"""

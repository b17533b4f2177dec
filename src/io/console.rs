//! Line-based command console
//!
//! Protocol (one command per line, case-insensitive verbs):
//! - `start <walk_id>` / `ack` / `next` / `end`
//! - `filter [search][|category]` - e.g. `filter worm`, `filter |ghost`
//! - `nearby` / `open <story_id>` / `status`
//! - `quit` - request shutdown

use crate::domain::types::{TargetId, WalkId};
use crate::infra::metrics::Metrics;
use crate::services::guide::Command;
use std::sync::Arc;
use thiserror::Error;
use tokio::io::{AsyncBufRead, AsyncBufReadExt};
use tokio::sync::mpsc::error::TrySendError;
use tokio::sync::{mpsc, watch};
use tracing::{debug, info, warn};

#[derive(Debug, Clone, PartialEq)]
pub enum ConsoleInput {
    Command(Command),
    Quit,
}

#[derive(Debug, Clone, PartialEq, Error)]
pub enum ParseError {
    #[error("unknown command: {0}")]
    UnknownCommand(String),
    #[error("{0} requires an argument")]
    MissingArgument(&'static str),
}

/// Parse one console line. Blank lines yield `Ok(None)`.
pub fn parse_line(line: &str) -> Result<Option<ConsoleInput>, ParseError> {
    let line = line.trim();
    if line.is_empty() {
        return Ok(None);
    }
    let (verb, rest) = match line.split_once(char::is_whitespace) {
        Some((verb, rest)) => (verb, rest.trim()),
        None => (line, ""),
    };

    let command = match verb.to_ascii_lowercase().as_str() {
        "start" => {
            if rest.is_empty() {
                return Err(ParseError::MissingArgument("start"));
            }
            Command::StartWalk(WalkId::new(rest))
        }
        "ack" | "acknowledge" | "begin" => Command::Acknowledge,
        "next" | "advance" | "continue" => Command::Advance,
        "end" | "stop" => Command::EndWalk,
        "filter" | "search" => {
            let (search, category) = rest.split_once('|').unwrap_or((rest, ""));
            Command::Filter { search: search.trim().to_string(), category: category.trim().to_string() }
        }
        "nearby" | "list" => Command::Nearby,
        "open" => {
            if rest.is_empty() {
                return Err(ParseError::MissingArgument("open"));
            }
            Command::OpenStory(TargetId::new(rest))
        }
        "status" => Command::Status,
        "quit" | "exit" => return Ok(Some(ConsoleInput::Quit)),
        other => return Err(ParseError::UnknownCommand(other.to_string())),
    };
    Ok(Some(ConsoleInput::Command(command)))
}

/// Read commands from `reader` until EOF, `quit` or shutdown.
///
/// Commands are forwarded with try_send; a full channel drops the command.
/// `quit` sets the shutdown flag.
pub async fn run_console<R>(
    reader: R,
    command_tx: mpsc::Sender<Command>,
    shutdown_tx: Arc<watch::Sender<bool>>,
    metrics: Arc<Metrics>,
) where
    R: AsyncBufRead + Unpin,
{
    let mut shutdown = shutdown_tx.subscribe();
    let mut lines = reader.lines();
    info!("console_started");

    loop {
        let line = tokio::select! {
            result = shutdown.changed() => {
                if result.is_err() || *shutdown.borrow() {
                    break;
                }
                continue;
            }
            line = lines.next_line() => line,
        };

        let line = match line {
            Ok(Some(line)) => line,
            Ok(None) => {
                debug!("console_input_closed");
                break;
            }
            Err(e) => {
                warn!(error = %e, "console_read_failed");
                break;
            }
        };

        match parse_line(&line) {
            Ok(None) => {}
            Ok(Some(ConsoleInput::Quit)) => {
                info!("console_quit_requested");
                let _ = shutdown_tx.send(true);
                break;
            }
            Ok(Some(ConsoleInput::Command(command))) => match command_tx.try_send(command) {
                Ok(()) => {}
                Err(TrySendError::Full(command)) => {
                    metrics.record_command(true);
                    warn!(command = %command.as_str(), "console_command_dropped: channel full");
                }
                Err(TrySendError::Closed(_)) => {
                    debug!("console_command_channel_closed");
                    break;
                }
            },
            Err(e) => {
                metrics.record_command(true);
                warn!(line = %line.trim(), error = %e, "console_parse_failed");
            }
        }
    }

    info!("console_stopped");
}

#[cfg(test)]
mod tests {
    use super::*;

    fn command(line: &str) -> Command {
        match parse_line(line) {
            Ok(Some(ConsoleInput::Command(c))) => c,
            other => panic!("expected command for {line:?}, got {other:?}"),
        }
    }

    #[test]
    fn test_parse_walk_commands() {
        assert_eq!(command("start durham"), Command::StartWalk(WalkId::new("durham")));
        assert_eq!(command("START  river loop "), Command::StartWalk(WalkId::new("river loop")));
        assert_eq!(command("ack"), Command::Acknowledge);
        assert_eq!(command("next"), Command::Advance);
        assert_eq!(command("end"), Command::EndWalk);
    }

    #[test]
    fn test_parse_filter() {
        assert_eq!(
            command("filter worm"),
            Command::Filter { search: "worm".to_string(), category: String::new() }
        );
        assert_eq!(
            command("filter |ghost"),
            Command::Filter { search: String::new(), category: "ghost".to_string() }
        );
        assert_eq!(
            command("filter grey lady | ghost"),
            Command::Filter { search: "grey lady".to_string(), category: "ghost".to_string() }
        );
        assert_eq!(command("filter"), Command::Filter { search: String::new(), category: String::new() });
    }

    #[test]
    fn test_parse_story_commands() {
        assert_eq!(command("open 3"), Command::OpenStory(TargetId::new("3")));
        assert_eq!(command("nearby"), Command::Nearby);
        assert_eq!(command("status"), Command::Status);
    }

    #[test]
    fn test_parse_errors() {
        assert_eq!(parse_line("   "), Ok(None));
        assert_eq!(parse_line("quit"), Ok(Some(ConsoleInput::Quit)));
        assert_eq!(parse_line("open"), Err(ParseError::MissingArgument("open")));
        assert_eq!(parse_line("start"), Err(ParseError::MissingArgument("start")));
        assert_eq!(parse_line("dance"), Err(ParseError::UnknownCommand("dance".to_string())));
    }

    #[tokio::test]
    async fn test_console_forwards_and_quits() {
        let input: &[u8] = b"start w1\nbogus\nack\nquit\nstatus\n";
        let (command_tx, mut command_rx) = mpsc::channel(8);
        let (shutdown_tx, shutdown_rx) = watch::channel(false);
        let metrics = Arc::new(Metrics::new());

        run_console(input, command_tx, Arc::new(shutdown_tx), metrics).await;

        assert_eq!(command_rx.recv().await, Some(Command::StartWalk(WalkId::new("w1"))));
        assert_eq!(command_rx.recv().await, Some(Command::Acknowledge));
        // Nothing after quit; sender dropped
        assert_eq!(command_rx.recv().await, None);
        assert!(*shutdown_rx.borrow());
    }

    #[tokio::test]
    async fn test_console_stops_at_eof() {
        let input: &[u8] = b"nearby\n";
        let (command_tx, mut command_rx) = mpsc::channel(8);
        let (shutdown_tx, shutdown_rx) = watch::channel(false);

        run_console(input, command_tx, Arc::new(shutdown_tx), Arc::new(Metrics::new())).await;

        assert_eq!(command_rx.recv().await, Some(Command::Nearby));
        assert!(!*shutdown_rx.borrow());
    }
}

"""

• _PROBLEM DETAILS_:
Copy every line of the material in which the word "worm" occurs.

• _EXERCISE RESPONSE_:
//! - `filter [search][|category]` - e.g. `filter worm`, `filter |ghost`
            command("filter worm"),
            Command::Filter { search: "worm".to_string(), category: String::new() }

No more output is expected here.